What is being asked
Which lines of the listing below contain the word "TypeDescriptor"? Return them.

Data for analysis
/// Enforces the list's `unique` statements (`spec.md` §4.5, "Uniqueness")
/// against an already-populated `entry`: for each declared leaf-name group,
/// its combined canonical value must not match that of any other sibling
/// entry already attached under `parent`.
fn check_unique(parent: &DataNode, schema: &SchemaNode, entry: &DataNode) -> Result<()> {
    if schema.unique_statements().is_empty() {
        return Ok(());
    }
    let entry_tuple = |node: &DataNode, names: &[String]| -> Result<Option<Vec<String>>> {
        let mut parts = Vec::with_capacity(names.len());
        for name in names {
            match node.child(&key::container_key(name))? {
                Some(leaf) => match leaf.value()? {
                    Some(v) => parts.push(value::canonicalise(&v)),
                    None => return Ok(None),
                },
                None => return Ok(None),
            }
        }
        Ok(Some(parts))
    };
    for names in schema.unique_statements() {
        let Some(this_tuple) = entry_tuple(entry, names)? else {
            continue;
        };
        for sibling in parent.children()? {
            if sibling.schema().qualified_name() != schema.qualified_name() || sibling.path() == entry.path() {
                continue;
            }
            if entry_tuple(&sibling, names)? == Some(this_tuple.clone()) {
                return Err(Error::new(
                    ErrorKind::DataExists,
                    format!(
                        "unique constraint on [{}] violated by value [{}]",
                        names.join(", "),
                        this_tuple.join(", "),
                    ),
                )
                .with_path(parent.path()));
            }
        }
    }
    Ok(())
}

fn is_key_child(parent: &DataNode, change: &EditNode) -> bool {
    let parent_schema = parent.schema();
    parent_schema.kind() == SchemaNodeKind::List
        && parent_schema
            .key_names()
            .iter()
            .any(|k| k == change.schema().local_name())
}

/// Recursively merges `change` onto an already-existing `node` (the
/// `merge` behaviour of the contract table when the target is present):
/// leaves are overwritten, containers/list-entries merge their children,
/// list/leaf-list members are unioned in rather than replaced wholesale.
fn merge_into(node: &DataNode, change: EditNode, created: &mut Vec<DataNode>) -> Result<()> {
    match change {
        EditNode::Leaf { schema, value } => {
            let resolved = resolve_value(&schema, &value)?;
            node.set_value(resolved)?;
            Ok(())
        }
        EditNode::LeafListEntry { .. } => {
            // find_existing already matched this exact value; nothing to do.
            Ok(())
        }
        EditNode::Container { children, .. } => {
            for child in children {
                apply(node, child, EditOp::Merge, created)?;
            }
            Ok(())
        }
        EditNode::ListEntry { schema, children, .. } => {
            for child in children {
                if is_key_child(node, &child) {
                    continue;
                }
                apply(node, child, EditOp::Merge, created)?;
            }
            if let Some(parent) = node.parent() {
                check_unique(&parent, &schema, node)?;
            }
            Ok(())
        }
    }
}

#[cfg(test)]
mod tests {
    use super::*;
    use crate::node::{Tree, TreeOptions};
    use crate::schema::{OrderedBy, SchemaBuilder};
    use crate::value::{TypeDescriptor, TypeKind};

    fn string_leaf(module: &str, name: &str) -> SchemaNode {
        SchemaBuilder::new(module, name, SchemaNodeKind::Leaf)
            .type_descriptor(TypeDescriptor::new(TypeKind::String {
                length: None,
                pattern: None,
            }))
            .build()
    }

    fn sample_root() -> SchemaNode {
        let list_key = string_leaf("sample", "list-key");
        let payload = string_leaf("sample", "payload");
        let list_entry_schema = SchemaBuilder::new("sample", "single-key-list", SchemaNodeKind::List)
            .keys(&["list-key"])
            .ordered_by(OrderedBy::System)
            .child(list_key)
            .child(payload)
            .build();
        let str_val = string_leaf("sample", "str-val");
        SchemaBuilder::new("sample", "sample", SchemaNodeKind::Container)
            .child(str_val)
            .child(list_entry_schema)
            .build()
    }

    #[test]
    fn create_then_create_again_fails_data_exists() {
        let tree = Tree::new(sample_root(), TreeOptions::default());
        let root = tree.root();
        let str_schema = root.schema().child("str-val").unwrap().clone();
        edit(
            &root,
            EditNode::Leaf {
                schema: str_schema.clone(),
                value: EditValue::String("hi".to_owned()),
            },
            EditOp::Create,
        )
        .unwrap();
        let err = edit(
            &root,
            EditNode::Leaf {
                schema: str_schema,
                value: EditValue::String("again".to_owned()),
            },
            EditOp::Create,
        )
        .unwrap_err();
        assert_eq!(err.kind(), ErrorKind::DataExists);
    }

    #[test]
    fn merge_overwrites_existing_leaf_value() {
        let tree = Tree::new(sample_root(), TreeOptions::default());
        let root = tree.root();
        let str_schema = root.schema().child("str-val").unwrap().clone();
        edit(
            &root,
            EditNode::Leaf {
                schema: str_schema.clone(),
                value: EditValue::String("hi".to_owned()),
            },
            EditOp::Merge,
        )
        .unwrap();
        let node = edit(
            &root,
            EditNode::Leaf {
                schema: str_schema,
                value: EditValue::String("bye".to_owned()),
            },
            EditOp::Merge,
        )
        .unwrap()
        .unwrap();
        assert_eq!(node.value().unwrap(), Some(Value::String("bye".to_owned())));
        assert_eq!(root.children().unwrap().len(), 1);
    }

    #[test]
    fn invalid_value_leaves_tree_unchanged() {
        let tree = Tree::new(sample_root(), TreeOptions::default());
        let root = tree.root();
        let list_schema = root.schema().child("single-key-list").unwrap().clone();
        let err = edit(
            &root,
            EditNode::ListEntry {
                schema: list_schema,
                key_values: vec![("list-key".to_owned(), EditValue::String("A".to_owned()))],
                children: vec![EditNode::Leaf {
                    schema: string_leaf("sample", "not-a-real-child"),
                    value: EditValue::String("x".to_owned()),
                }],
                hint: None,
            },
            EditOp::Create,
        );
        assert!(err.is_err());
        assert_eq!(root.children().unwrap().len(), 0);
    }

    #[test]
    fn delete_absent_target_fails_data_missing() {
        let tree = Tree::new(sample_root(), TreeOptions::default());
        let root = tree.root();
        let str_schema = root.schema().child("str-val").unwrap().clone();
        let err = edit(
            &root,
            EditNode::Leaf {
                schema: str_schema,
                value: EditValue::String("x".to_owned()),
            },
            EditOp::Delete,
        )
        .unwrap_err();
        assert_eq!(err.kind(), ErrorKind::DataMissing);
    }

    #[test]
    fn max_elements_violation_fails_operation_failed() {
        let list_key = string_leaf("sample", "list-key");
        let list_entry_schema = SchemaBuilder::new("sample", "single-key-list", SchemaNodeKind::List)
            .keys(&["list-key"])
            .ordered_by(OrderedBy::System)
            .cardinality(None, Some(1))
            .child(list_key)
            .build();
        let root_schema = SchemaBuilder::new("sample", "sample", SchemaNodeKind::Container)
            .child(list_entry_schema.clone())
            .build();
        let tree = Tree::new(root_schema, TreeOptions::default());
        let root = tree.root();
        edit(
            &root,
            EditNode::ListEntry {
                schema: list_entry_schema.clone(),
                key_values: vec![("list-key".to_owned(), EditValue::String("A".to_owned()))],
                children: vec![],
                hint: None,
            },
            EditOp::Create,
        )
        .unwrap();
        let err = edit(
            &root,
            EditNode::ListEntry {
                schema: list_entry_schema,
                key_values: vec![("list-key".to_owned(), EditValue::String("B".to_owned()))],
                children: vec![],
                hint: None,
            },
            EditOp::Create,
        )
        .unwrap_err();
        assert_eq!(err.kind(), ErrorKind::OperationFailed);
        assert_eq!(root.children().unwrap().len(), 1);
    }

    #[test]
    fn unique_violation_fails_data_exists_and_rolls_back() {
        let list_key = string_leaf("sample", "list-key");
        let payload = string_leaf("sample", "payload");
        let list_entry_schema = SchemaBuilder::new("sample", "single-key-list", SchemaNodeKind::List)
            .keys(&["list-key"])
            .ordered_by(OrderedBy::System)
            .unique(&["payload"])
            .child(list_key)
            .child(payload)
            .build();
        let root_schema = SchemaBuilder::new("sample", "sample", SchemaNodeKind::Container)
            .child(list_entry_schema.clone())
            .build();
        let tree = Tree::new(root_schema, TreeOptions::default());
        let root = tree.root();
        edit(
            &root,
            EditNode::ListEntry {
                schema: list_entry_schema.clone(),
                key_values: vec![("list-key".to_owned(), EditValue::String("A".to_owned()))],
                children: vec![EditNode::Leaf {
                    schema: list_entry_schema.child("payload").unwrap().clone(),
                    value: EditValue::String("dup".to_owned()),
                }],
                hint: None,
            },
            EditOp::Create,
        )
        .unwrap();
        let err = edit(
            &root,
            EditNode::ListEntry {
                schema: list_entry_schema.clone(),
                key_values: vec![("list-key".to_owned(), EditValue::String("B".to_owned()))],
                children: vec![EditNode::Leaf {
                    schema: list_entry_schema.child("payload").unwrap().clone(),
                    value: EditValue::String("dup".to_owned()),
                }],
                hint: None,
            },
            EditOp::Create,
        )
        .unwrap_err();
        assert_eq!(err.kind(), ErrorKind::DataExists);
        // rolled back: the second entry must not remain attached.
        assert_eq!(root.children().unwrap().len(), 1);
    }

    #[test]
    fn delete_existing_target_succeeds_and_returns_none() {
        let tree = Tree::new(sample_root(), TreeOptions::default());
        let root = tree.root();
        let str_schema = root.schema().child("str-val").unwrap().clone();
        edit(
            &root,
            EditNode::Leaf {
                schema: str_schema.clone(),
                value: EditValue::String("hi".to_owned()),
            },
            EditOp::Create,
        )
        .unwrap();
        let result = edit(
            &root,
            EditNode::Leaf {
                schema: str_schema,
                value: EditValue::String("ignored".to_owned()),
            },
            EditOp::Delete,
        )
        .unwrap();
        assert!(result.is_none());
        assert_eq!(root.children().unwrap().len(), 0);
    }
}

Written solution
    use crate::value::{TypeDescriptor, TypeKind};
            .type_descriptor(TypeDescriptor::new(TypeKind::String {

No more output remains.